The following data were recorded for an analysis of the calcium content in a sample of milk. Find the mean, standard deviation and relative standard deviation. Use both the “long way” of finding standard deviation and the function on your calculator to make sure you are using your calculator correctly.

[Ca2+] / μM

30.5

31.7

31.2

30.8

29.9

## Example 2:Comparing two standard deviations (F-test)

A child is undergoing treatment for lead poisoning. The table below summarizes the results of an analysis of the child’s blood lead level (BLL, in µg/dL) initially and after a month of treatment.

Day

BLL (µg/dL)

n

mean

st. dev.

0

32.7

0.9

4

30

27.5

0.8

5

We would like to determine if the treatment is working, but before we compare the average results, we must first determine if the standard deviations are significantly different. Use the F-test to answer this question and indicate the critical value of F used from the table for comparison.

## Example 3:Confidence Intervals

The following concentrations of titanium were detected in a sample of seawater.
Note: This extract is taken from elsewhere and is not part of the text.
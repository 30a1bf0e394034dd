pub mod cluster_state;
pub mod pod;

pub use cluster_state::*;
pub use pod::*;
Find the 50% and 95% confidence intervals for the Ti content in seawater.

[Ti4+] / nM

1.34

1.15

1.28

1.18

1.33

1.65

1.48

Discuss with your group the magnitude of the confidence intervals at each confidence level. Why would the confidence interval be smaller for a lower confidence level?
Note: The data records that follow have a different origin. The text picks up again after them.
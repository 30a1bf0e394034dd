use serde::Deserialize;
use std::time::Duration;

use crate::error::WatchdogResult;

#[derive(Debug, Clone, Deserialize)]
pub struct Config {
    #[serde(default = "default_port")]
    pub port: u16,

    /// Regex a namespace name must match to be watched; empty matches everything
    #[serde(default)]
    pub filter_namespaces: String,

    /// How long, in minutes, a namespace must stay in the same unhealthy state before retaliating
    #[serde(default = "default_grace_period_min")]
    pub retaliate_grace_period_min: u64,

    /// Only log the pods that would have been killed
    #[serde(default)]
    pub dry_run: bool,

    #[serde(default)]
    pub verbose: bool,

    /// Explicit kubeconfig file. KUBECONFIG itself is left to the client's own
    /// inference, which understands path lists.
    #[serde(default)]
    pub kubeconfig_path: Option<String>,

    #[serde(default = "default_liveness_interval_secs")]
    pub liveness_interval_secs: u64,

    #[serde(default = "default_watch_retry_initial_ms")]
    pub watch_retry_initial_ms: u64,

    #[serde(default = "default_watch_retry_max_ms")]
    pub watch_retry_max_ms: u64,

    #[serde(default = "default_monitor_shutdown_timeout_secs")]
    pub monitor_shutdown_timeout_secs: u64,

    /// gracePeriodSeconds sent with the pod deletion; 0 kills immediately
    #[serde(default)]
    pub kill_grace_period_seconds: u32,
}

fn default_port() -> u16 {
    8080
}

fn default_grace_period_min() -> u64 {
    10
}

fn default_liveness_interval_secs() -> u64 {
    60
}

fn default_watch_retry_initial_ms() -> u64 {
    500
}

fn default_watch_retry_max_ms() -> u64 {
    30_000
}

fn default_monitor_shutdown_timeout_secs() -> u64 {
    5
}

impl Config {
    pub fn load() -> WatchdogResult<Self> {
        // Load .env file if it exists
        dotenvy::dotenv().ok();

        let source = config::Config::builder()
            .add_source(config::Environment::default())
            .build()?;

        Self::from_source(source)
    }

    pub fn from_source(source: config::Config) -> WatchdogResult<Self> {
        Ok(source.try_deserialize()?)
    }

    pub fn grace_period(&self) -> Duration {
        Duration::from_secs(self.retaliate_grace_period_min * 60)
    }

    pub fn liveness_interval(&self) -> Duration {
        Duration::from_secs(self.liveness_interval_secs)
    }

    pub fn watch_retry_initial(&self) -> Duration {
        Duration::from_millis(self.watch_retry_initial_ms)
    }

    pub fn watch_retry_max(&self) -> Duration {
        Duration::from_millis(self.watch_retry_max_ms)
    }

    pub fn monitor_shutdown_timeout(&self) -> Duration {
        Duration::from_secs(self.monitor_shutdown_timeout_secs)
    }

    /// Log filter used when RUST_LOG is not set
    pub fn default_log_filter(&self) -> &'static str {
        if self.verbose {
            "debug"
        } else {
            "info"
        }
    }
}

impl Default for Config {
    fn default() -> Self {
        Self {
            port: default_port(),
            filter_namespaces: String::new(),
            retaliate_grace_period_min: default_grace_period_min(),
            dry_run: false,
            verbose: false,
            kubeconfig_path: None,
            liveness_interval_secs: default_liveness_interval_secs(),
            watch_retry_initial_ms: default_watch_retry_initial_ms(),
            watch_retry_max_ms: default_watch_retry_max_ms(),
            monitor_shutdown_timeout_secs: default_monitor_shutdown_timeout_secs(),
            kill_grace_period_seconds: 0,
        }
    }
}

#[cfg(test)]
mod tests {
    use super::*;

    #[test]
    fn test_default_config() {
        let config = Config::default();
        assert_eq!(config.port, 8080);
        assert_eq!(config.filter_namespaces, "");
        assert_eq!(config.grace_period(), Duration::from_secs(600));
        assert_eq!(config.liveness_interval(), Duration::from_secs(60));
        assert!(!config.dry_run);
        assert_eq!(config.default_log_filter(), "info");
    }

    #[test]
    fn test_from_source_overrides() {
        let source = config::Config::builder()
            .set_override("dry_run", true)
            .unwrap()
            .set_override("filter_namespaces", "mem|couch")
            .unwrap()
            .set_override("retaliate_grace_period_min", 3)
            .unwrap()
            .set_override("verbose", true)
            .unwrap()
            .build()
            .unwrap();

        let config = Config::from_source(source).unwrap();
        assert!(config.dry_run);
        assert_eq!(config.filter_namespaces, "mem|couch");
        assert_eq!(config.grace_period(), Duration::from_secs(180));
        assert_eq!(config.default_log_filter(), "debug");
        assert_eq!(config.port, 8080);
    }

    #[test]
    fn test_kubeconfig_list_is_left_to_inference() {
        let source = config::Config::builder()
            .set_override("kubeconfig", "/etc/kube/config:/home/me/.kube/other")
            .unwrap()
            .build()
            .unwrap();

        let config = Config::from_source(source).unwrap();
        assert_eq!(config.kubeconfig_path, None);
    }

    #[test]
    fn test_kubeconfig_path_override() {
        let source = config::Config::builder()
            .set_override("kubeconfig_path", "/etc/kube/config")
            .unwrap()
            .build()
            .unwrap();

        let config = Config::from_source(source).unwrap();
        assert_eq!(config.kubeconfig_path.as_deref(), Some("/etc/kube/config"));
    }

    #[test]
    fn test_from_source_rejects_bad_types() {
        let source = config::Config::builder()
            .set_override("port", "not-a-port")
            .unwrap()
            .build()
            .unwrap();

        assert!(Config::from_source(source).is_err());
    }
}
## Example 4:T-test for comparing experimental data to a “known” value (“Case 1”)

Olympic athletes cannot have caffeine levels in their urine above concentrations of 12.00 μg/mL. Five measurements of a sample from one athlete gave a mean concentration of 12.12 μg/mL with a standard deviation of 0.09 μg/mL. At the 95% confidence level, does the athlete’s caffeine level exceed the acceptable level? (Another way of asking this is, “Does the maximum acceptable value of 12.00 μg/mL fall within the 95% confidence interval?”)

## Example 5:Comparing two means of separate datasets (“Case 2”)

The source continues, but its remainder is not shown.